**Assignment:** Going through the lines below, tally those that include "when", and give only the number.

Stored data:
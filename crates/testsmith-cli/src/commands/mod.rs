pub mod analyze;
pub mod diff_names;
pub mod extract;
pub mod functions;
pub mod generate;

use crate::{Cli, Command};
use anyhow::{Context, Result};
use std::io::Read;
use std::path::Path;

pub fn run(cli: &Cli) -> Result<()> {
    match &cli.command {
        Command::Functions {
            paths,
            json,
            no_methods,
        } => functions::run(cli, paths, *json, *no_methods),
        Command::Extract {
            file,
            names,
            require_match,
            json,
        } => extract::run(file, names, *require_match, *json),
        Command::DiffNames {
            diff,
            methods,
            unique,
            json,
        } => diff_names::run(diff.as_deref(), *methods, *unique, *json),
        Command::Generate(args) => generate::run(cli, args),
        Command::Analyze { diff, service } => analyze::run(cli, diff.as_deref(), service),
    }
}

/// Read a diff from `path`, or from stdin when no path (or `-`) is given.
pub(crate) fn read_input(path: Option<&Path>) -> Result<String> {
    match path {
        Some(p) if p != Path::new("-") => std::fs::read_to_string(p)
            .with_context(|| format!("failed to read {}", p.display())),
        _ => {
            let mut buf = String::new();
            std::io::stdin()
                .read_to_string(&mut buf)
                .context("failed to read diff from stdin")?;
            Ok(buf)
        }
    }
}

/// Path shown to the user: relative to the current directory when possible.
pub(crate) fn display_path(path: &Path) -> String {
    let shown = std::env::current_dir()
        .ok()
        .and_then(|cwd| path.strip_prefix(cwd).ok().map(Path::to_path_buf))
        .unwrap_or_else(|| path.to_path_buf());
    shown.to_string_lossy().replace('\\', "/")
}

**Solved problem:** 2